**Dataset content:**
Segment Open
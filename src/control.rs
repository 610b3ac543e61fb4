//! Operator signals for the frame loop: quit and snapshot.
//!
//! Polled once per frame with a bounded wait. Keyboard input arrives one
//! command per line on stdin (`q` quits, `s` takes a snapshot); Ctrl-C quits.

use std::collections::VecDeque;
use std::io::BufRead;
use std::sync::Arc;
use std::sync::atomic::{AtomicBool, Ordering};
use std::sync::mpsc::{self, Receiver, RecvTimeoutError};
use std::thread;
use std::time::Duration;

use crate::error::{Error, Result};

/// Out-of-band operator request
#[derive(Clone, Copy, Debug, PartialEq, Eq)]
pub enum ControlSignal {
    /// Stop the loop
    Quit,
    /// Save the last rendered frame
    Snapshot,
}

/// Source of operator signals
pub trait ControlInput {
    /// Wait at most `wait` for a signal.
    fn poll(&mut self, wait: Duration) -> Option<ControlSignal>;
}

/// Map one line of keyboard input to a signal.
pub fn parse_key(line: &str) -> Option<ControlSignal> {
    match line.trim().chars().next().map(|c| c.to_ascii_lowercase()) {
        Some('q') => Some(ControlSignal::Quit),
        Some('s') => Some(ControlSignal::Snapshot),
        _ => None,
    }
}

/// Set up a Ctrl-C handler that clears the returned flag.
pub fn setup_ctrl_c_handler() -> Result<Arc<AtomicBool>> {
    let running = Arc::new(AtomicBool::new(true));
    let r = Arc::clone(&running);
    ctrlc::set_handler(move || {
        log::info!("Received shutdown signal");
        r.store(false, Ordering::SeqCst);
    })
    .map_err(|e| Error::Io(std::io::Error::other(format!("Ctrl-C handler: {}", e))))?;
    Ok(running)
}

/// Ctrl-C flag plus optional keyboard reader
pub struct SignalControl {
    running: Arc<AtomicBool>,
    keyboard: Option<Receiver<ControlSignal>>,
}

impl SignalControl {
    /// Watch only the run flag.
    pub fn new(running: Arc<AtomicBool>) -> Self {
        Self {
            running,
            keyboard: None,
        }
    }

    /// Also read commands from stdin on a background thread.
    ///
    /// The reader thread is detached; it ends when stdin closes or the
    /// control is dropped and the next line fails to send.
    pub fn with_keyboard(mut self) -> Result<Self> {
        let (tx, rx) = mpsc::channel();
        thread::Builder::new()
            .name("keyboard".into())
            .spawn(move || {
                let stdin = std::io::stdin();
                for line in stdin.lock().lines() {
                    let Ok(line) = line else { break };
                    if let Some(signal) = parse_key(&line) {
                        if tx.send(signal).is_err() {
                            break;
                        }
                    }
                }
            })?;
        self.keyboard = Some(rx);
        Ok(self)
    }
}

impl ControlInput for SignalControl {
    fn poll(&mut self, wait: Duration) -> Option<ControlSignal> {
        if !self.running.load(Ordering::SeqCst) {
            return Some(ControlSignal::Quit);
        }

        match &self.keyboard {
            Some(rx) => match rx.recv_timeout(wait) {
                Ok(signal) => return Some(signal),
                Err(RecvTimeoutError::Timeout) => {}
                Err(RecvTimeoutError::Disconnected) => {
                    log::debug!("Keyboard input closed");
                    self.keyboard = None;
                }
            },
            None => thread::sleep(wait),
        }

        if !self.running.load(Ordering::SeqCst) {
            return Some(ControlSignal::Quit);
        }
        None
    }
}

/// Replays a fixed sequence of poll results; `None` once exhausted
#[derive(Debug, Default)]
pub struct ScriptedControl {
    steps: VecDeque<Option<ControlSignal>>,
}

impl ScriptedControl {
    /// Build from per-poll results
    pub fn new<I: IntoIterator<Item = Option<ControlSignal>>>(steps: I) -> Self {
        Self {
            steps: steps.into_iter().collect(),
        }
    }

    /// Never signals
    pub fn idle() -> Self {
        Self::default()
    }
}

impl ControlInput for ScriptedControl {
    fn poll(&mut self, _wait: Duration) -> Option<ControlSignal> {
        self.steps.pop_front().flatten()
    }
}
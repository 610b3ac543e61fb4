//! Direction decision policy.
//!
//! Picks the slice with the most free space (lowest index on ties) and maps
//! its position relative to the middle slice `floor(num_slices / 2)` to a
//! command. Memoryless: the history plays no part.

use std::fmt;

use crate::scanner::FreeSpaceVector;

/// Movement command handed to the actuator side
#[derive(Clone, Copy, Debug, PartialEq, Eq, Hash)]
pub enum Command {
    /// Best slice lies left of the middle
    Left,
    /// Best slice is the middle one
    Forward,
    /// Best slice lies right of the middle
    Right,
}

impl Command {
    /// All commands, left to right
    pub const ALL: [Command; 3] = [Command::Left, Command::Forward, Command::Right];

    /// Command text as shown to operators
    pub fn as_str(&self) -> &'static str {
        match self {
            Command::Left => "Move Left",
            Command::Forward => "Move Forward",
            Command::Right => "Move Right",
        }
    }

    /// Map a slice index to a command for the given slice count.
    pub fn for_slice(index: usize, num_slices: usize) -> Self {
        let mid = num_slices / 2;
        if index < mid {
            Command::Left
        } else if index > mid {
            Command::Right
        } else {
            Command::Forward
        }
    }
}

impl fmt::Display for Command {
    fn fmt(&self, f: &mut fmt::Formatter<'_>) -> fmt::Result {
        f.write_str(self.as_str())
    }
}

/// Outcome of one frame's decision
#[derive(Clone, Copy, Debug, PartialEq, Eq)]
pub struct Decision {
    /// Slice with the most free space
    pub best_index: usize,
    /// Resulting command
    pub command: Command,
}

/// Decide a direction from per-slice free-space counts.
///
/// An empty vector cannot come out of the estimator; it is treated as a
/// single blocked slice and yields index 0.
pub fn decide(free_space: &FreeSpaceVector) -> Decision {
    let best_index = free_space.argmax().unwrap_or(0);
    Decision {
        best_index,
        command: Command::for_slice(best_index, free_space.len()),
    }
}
Segment Closed
**Your goal:** From the material above, copy out every line bearing the string "mpsc".

**Result for this exercise:**
use std::sync::mpsc::{self, Receiver, RecvTimeoutError};
        let (tx, rx) = mpsc::channel();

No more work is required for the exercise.